[proofplan] We use the fraction-field definition of rank. Choose an $R$-module isomorphism $M \cong R^n$, extend scalars from $R$ to $K$, and identify the resulting $K$-vector space with $K^n$. The standard basis of $K^n$ then has exactly $n$ elements, so the $K$-dimension is $n$. [/proofplan]

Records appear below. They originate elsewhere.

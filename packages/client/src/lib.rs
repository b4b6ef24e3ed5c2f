//! CLI chat client for the parlor server.

pub mod client;
//! MessagePusher implementations.

mod websocket;

pub use websocket::WebSocketMessagePusher;
//! Time-related utilities with clock abstraction for testability.

use chrono::{TimeZone, Utc};

/// Clock trait for dependency injection and testing
pub trait Clock: Send + Sync {
    /// Get current Unix timestamp in milliseconds (UTC)
    fn now_millis(&self) -> i64;
}

/// System clock implementation (uses actual system time)
#[derive(Debug, Clone, Copy)]
pub struct SystemClock;

impl Clock for SystemClock {
    fn now_millis(&self) -> i64 {
        get_timestamp()
    }
}

/// Fixed clock implementation for testing (returns a fixed time)
#[derive(Debug, Clone, Copy)]
pub struct FixedClock {
    fixed_time: i64,
}

impl FixedClock {
    /// Create a new fixed clock with the given timestamp
    pub fn new(fixed_time_millis: i64) -> Self {
        Self {
            fixed_time: fixed_time_millis,
        }
    }
}

impl Clock for FixedClock {
    fn now_millis(&self) -> i64 {
        self.fixed_time
    }
}

/// Get current Unix timestamp in milliseconds (UTC)
pub fn get_timestamp() -> i64 {
    Utc::now().timestamp_millis()
}

/// Convert Unix timestamp (milliseconds) to RFC 3339 format (UTC)
pub fn timestamp_to_rfc3339(timestamp_millis: i64) -> String {
    let seconds = timestamp_millis.div_euclid(1000);
    let nanos = (timestamp_millis.rem_euclid(1000) * 1_000_000) as u32;
    match Utc.timestamp_opt(seconds, nanos) {
        chrono::LocalResult::Single(dt) => dt.to_rfc3339(),
        _ => String::from("(invalid timestamp)"),
    }
}

#[cfg(test)]
mod tests {
    use super::*;

    #[test]
    fn test_system_clock_returns_non_zero_timestamp() {
        // given:
        let clock = SystemClock;

        // when:
        let timestamp = clock.now_millis();

        // then:
        assert!(timestamp > 0);
    }

    #[test]
    fn test_system_clock_returns_increasing_timestamps() {
        // given:
        let clock = SystemClock;

        // when:
        let timestamp1 = clock.now_millis();
        std::thread::sleep(std::time::Duration::from_millis(10));
        let timestamp2 = clock.now_millis();

        // then:
        assert!(timestamp2 >= timestamp1);
    }

    #[test]
    fn test_fixed_clock_returns_fixed_timestamp() {
        // given:
        let fixed_time = 1234567890123;
        let clock = FixedClock::new(fixed_time);

        // when:
        let timestamp = clock.now_millis();

        // then:
        assert_eq!(timestamp, fixed_time);
    }

    #[test]
    fn test_timestamp_to_rfc3339_format() {
        // given: 2023-01-01 00:00:00 UTC in milliseconds
        let timestamp = 1672531200000;

        // when:
        let result = timestamp_to_rfc3339(timestamp);

        // then:
        assert!(result.starts_with("2023-01-01T00:00:00"));
        assert!(result.contains("+00:00"));
    }

    #[test]
    fn test_timestamp_to_rfc3339_with_milliseconds() {
        // given:
        let timestamp = 1672531200123;

        // when:
        let result = timestamp_to_rfc3339(timestamp);

        // then:
        assert!(result.starts_with("2023-01-01T00:00:00.123"));
    }

    #[test]
    fn test_get_timestamp_returns_positive_value() {
        // given / when:
        let timestamp = get_timestamp();

        // then:
        assert!(timestamp > 0);
    }
}
//! Server execution logic.

use std::sync::Arc;

use axum::{Router, routing::get};
use tower_http::{services::ServeDir, trace::TraceLayer};

use crate::usecase::{
    ConnectClientUseCase, DeletePlaylistUseCase, DisconnectClientUseCase, GetPlaylistUseCase,
    GetRoomStateUseCase, IdentifyClientUseCase, SendMessageUseCase, StorePlaylistUseCase,
};

use super::{
    handler::{
        debug_room_state, delete_playlist, get_playlist, health_check, playlist_usage,
        put_playlist, websocket_handler,
    },
    signal::shutdown_signal,
    state::AppState,
};

/// Chat broadcast and playlist server
///
/// This struct encapsulates the server configuration and provides methods to run the server.
///
/// # Example
///
/// ```ignore
/// let server = Server::new(
///     connect_client_usecase,
///     identify_client_usecase,
///     send_message_usecase,
///     disconnect_client_usecase,
///     get_room_state_usecase,
///     get_playlist_usecase,
///     store_playlist_usecase,
///     delete_playlist_usecase,
///     "client".to_string(),
/// );
/// server.run("0.0.0.0".to_string(), 3000).await?;
/// ```
pub struct Server {
    /// UseCase for client connection
    connect_client_usecase: Arc<ConnectClientUseCase>,
    /// UseCase for client identification
    identify_client_usecase: Arc<IdentifyClientUseCase>,
    /// UseCase for message sending
    send_message_usecase: Arc<SendMessageUseCase>,
    /// UseCase for client disconnection
    disconnect_client_usecase: Arc<DisconnectClientUseCase>,
    /// UseCase for room state inspection
    get_room_state_usecase: Arc<GetRoomStateUseCase>,
    /// UseCase for playlist lookup
    get_playlist_usecase: Arc<GetPlaylistUseCase>,
    /// UseCase for playlist storage
    store_playlist_usecase: Arc<StorePlaylistUseCase>,
    /// UseCase for playlist deletion
    delete_playlist_usecase: Arc<DeletePlaylistUseCase>,
    /// Directory served as static content for unmatched routes
    static_dir: String,
}

impl Server {
    /// Create a new Server instance
    #[allow(clippy::too_many_arguments)]
    pub fn new(
        connect_client_usecase: Arc<ConnectClientUseCase>,
        identify_client_usecase: Arc<IdentifyClientUseCase>,
        send_message_usecase: Arc<SendMessageUseCase>,
        disconnect_client_usecase: Arc<DisconnectClientUseCase>,
        get_room_state_usecase: Arc<GetRoomStateUseCase>,
        get_playlist_usecase: Arc<GetPlaylistUseCase>,
        store_playlist_usecase: Arc<StorePlaylistUseCase>,
        delete_playlist_usecase: Arc<DeletePlaylistUseCase>,
        static_dir: String,
    ) -> Self {
        Self {
            connect_client_usecase,
            identify_client_usecase,
            send_message_usecase,
            disconnect_client_usecase,
            get_room_state_usecase,
            get_playlist_usecase,
            store_playlist_usecase,
            delete_playlist_usecase,
            static_dir,
        }
    }

    /// Run the server
    ///
    /// # Arguments
    ///
    /// * `host` - The host address to bind to (e.g., "0.0.0.0")
    /// * `port` - The port number to bind to (e.g., 3000)
    ///
    /// # Errors
    ///
    /// Returns an error if the server fails to bind to the specified address or
    /// if there's an error during server execution.
    pub async fn run(self, host: String, port: u16) -> Result<(), Box<dyn std::error::Error>> {
        let app_state = Arc::new(AppState {
            connect_client_usecase: self.connect_client_usecase,
            identify_client_usecase: self.identify_client_usecase,
            send_message_usecase: self.send_message_usecase,
            disconnect_client_usecase: self.disconnect_client_usecase,
            get_room_state_usecase: self.get_room_state_usecase,
            get_playlist_usecase: self.get_playlist_usecase,
            store_playlist_usecase: self.store_playlist_usecase,
            delete_playlist_usecase: self.delete_playlist_usecase,
        });

        // Define handlers
        let app = Router::new()
            // WebSocket endpoint
            .route("/ws", get(websocket_handler))
            // HTTP endpoints
            .route("/debug/room", get(debug_room_state))
            .route("/api/health", get(health_check))
            .route("/playlists/", get(playlist_usage))
            .route(
                "/playlists/{esn}",
                get(get_playlist).put(put_playlist).delete(delete_playlist),
            )
            // Unmatched routes fall through to the static client assets
            .fallback_service(ServeDir::new(&self.static_dir))
            .layer(TraceLayer::new_for_http())
            .with_state(app_state);

        // Bind the server to the host and port
        let bind_addr = format!("{}:{}", host, port);
        let listener = tokio::net::TcpListener::bind(&bind_addr).await?;

        // Start the server
        tracing::info!("Chat server listening on {}", listener.local_addr()?);
        tracing::info!("Connect to: ws://{}/ws", bind_addr);
        tracing::info!("Press Ctrl+C to shutdown gracefully");

        // Set up graceful shutdown signal handler
        axum::serve(listener, app)
            .with_graceful_shutdown(shutdown_signal())
            .await?;

        tracing::info!("Server shutdown complete");

        Ok(())
    }
}
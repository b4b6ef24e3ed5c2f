//! UseCase: chat message submission.
//!
//! Empty and whitespace-only text is silently dropped: nothing is appended
//! and nothing is broadcast. A surviving message records the sender's
//! display name at time of send (or unset), is appended to the log in
//! receipt order, and is then broadcast to every registered connection,
//! including the sender. Identical text sent twice is two independent
//! messages.

use std::sync::Arc;

use parlor_shared::time::get_timestamp;

use crate::domain::{
    ChatMessage, MessagePusher, MessageText, RoomRepository, SessionId, Timestamp,
};

/// Chat message submission use case
pub struct SendMessageUseCase {
    repository: Arc<dyn RoomRepository>,
    message_pusher: Arc<dyn MessagePusher>,
}

impl SendMessageUseCase {
    pub fn new(
        repository: Arc<dyn RoomRepository>,
        message_pusher: Arc<dyn MessagePusher>,
    ) -> Self {
        Self {
            repository,
            message_pusher,
        }
    }

    /// Accept raw message text from a session.
    ///
    /// # Returns
    ///
    /// * `Some(ChatMessage)` - the message as appended to the log
    /// * `None` - the text coerced to empty and was dropped
    pub async fn execute(&self, id: &SessionId, raw_text: Option<String>) -> Option<ChatMessage> {
        let Some(text) = MessageText::coerce(raw_text) else {
            tracing::debug!("Dropped empty message from session '{}'", id);
            return None;
        };

        // Name at time of send; later renames do not rewrite the log.
        let name = self.repository.name_of(id).await;
        let message = ChatMessage::new(name, text, Timestamp::new(get_timestamp()));

        self.repository.append_message(message.clone()).await;

        Some(message)
    }

    /// Broadcast a serialized message frame to every registered connection,
    /// including the sender.
    pub async fn broadcast_message(&self, frame: &str) {
        let targets = self.repository.session_ids().await;
        self.message_pusher.broadcast(targets, frame).await;
    }
}
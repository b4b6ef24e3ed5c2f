//! Data Transfer Objects for the wire protocols.
//!
//! - `websocket`: framed chat events (inbound and outbound)
//! - `conversion`: domain model ↔ DTO conversions

pub mod conversion;
pub mod websocket;
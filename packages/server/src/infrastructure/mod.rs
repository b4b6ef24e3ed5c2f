//! Infrastructure layer: concrete repository and pusher implementations plus
//! wire DTOs.

pub mod dto;
pub mod message_pusher;
pub mod repository;
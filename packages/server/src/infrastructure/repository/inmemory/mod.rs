//! In-memory repository implementations.

mod playlist;
mod room;

pub use playlist::InMemoryPlaylistRepository;
pub use room::InMemoryRoomRepository;
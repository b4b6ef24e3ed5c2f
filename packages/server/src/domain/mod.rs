//! Domain layer: value objects, entities, and the interfaces the use cases
//! depend on.
//!
//! The domain defines the data-access and notification interfaces it needs
//! (`RoomRepository`, `PlaylistRepository`, `MessagePusher`); the concrete
//! implementations live in the infrastructure layer (dependency inversion).

pub mod entity;
pub mod error;
pub mod message_pusher;
pub mod repository;
pub mod value_object;

pub use entity::{ChatMessage, Connection, Playlist, Room};
pub use error::RepositoryError;
pub use message_pusher::{MessagePushError, MessagePusher, PusherChannel};
pub use repository::{PlaylistRepository, RoomRepository};
pub use value_object::{DisplayName, Esn, MessageText, SessionId, Timestamp};
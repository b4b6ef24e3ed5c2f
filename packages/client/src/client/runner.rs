//! Client execution logic with reconnection support.

use std::time::Duration;

use super::session::run_client_session;

const MAX_RECONNECT_ATTEMPTS: u32 = 5;
const RECONNECT_INTERVAL_SECS: u64 = 5;

/// Run the WebSocket client with reconnection logic
pub async fn run_client(
    url: String,
    name: Option<String>,
) -> Result<(), Box<dyn std::error::Error>> {
    let mut reconnect_count = 0;

    loop {
        tracing::info!(
            "Attempting to connect to {} (attempt {}/{})",
            url,
            reconnect_count + 1,
            MAX_RECONNECT_ATTEMPTS
        );

        match run_client_session(&url, name.as_deref()).await {
            Ok(_) => {
                tracing::info!("Client session ended normally");
                // If connection ended normally (user exit), don't reconnect
                break;
            }
            Err(e) => {
                tracing::warn!("Connection lost: {}", e);
                reconnect_count += 1;

                if reconnect_count >= MAX_RECONNECT_ATTEMPTS {
                    tracing::error!(
                        "Failed to reconnect after {} attempts. Exiting.",
                        MAX_RECONNECT_ATTEMPTS
                    );
                    std::process::exit(1);
                }

                tracing::info!(
                    "Reconnecting in {} seconds... (attempt {}/{})",
                    RECONNECT_INTERVAL_SECS,
                    reconnect_count + 1,
                    MAX_RECONNECT_ATTEMPTS
                );

                tokio::time::sleep(Duration::from_secs(RECONNECT_INTERVAL_SECS)).await;
            }
        }
    }

    Ok(())
}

[step:Extend the specified module isomorphism from $R$ to $K$] Let \begin{align*} \varphi: M \to R^n \end{align*} be the $R$-module isomorphism specified in the theorem statement. Define \begin{align*} b_\varphi: K \times M \to K \otimes_R R^n \end{align*} by \begin{align*} b_\varphi(a,m)=a \otimes \varphi(m), \end{align*} where $a \in K$ and $m \in M$. The map $b_\varphi$ is additive in both variables. If $r \in R$, then the balancing relation in $K \otimes_R R^n$ and the $R$-linearity of $\varphi$ give \begin{align*} b_\varphi(a\iota(r),m)=a\iota(r) \otimes \varphi(m)=a \otimes r\varphi(m)=a \otimes \varphi(rm)=b_\varphi(a,rm). \end{align*} Hence $b_\varphi$ is $R$-balanced. By the defining universal property of the tensor product $K \otimes_R M$, there is a unique additive map \begin{align*} \Phi: K \otimes_R M \to K \otimes_R R^n \end{align*} satisfying \begin{align*} \Phi(a \otimes m)=a \otimes \varphi(m) \end{align*} for all $a \in K$ and $m \in M$. Because multiplication in the first tensor factor defines the $K$-vector space structures, this map is $K$-linear. Since $\varphi$ is an isomorphism, it has an $R$-linear inverse \begin{align*} \varphi^{-1}: R^n \to M. \end{align*} Applying the same defining universal property of the tensor product to the $R$-linear map $\varphi^{-1}$ gives an additive map, and the same first-factor scalar computation shows that it is a $K$-linear map \begin{align*} \Psi: K \otimes_R R^n \to K \otimes_R M \end{align*} defined on pure tensors by \begin{align*} \Psi(a \otimes v) = a \otimes \varphi^{-1}(v), \end{align*} where $a \in K$ and $v \in R^n$. On pure tensors, \begin{align*} (\Psi \circ \Phi)(a \otimes m) = a \otimes \varphi^{-1}(\varphi(m)) = a \otimes m \end{align*} and \begin{align*} (\Phi \circ \Psi)(a \otimes v) = a \otimes \varphi(\varphi^{-1}(v)) = a \otimes v. \end{align*} Pure tensors generate the tensor product as an abelian group, so $\Psi \circ \Phi = \operatorname{id}_{K \otimes_R M}$ and $\Phi \circ \Psi = \operatorname{id}_{K \otimes_R R^n}$. Hence \begin{align*} K \otimes_R M \cong K \otimes_R R^n \end{align*} as $K$-vector spaces. [/step]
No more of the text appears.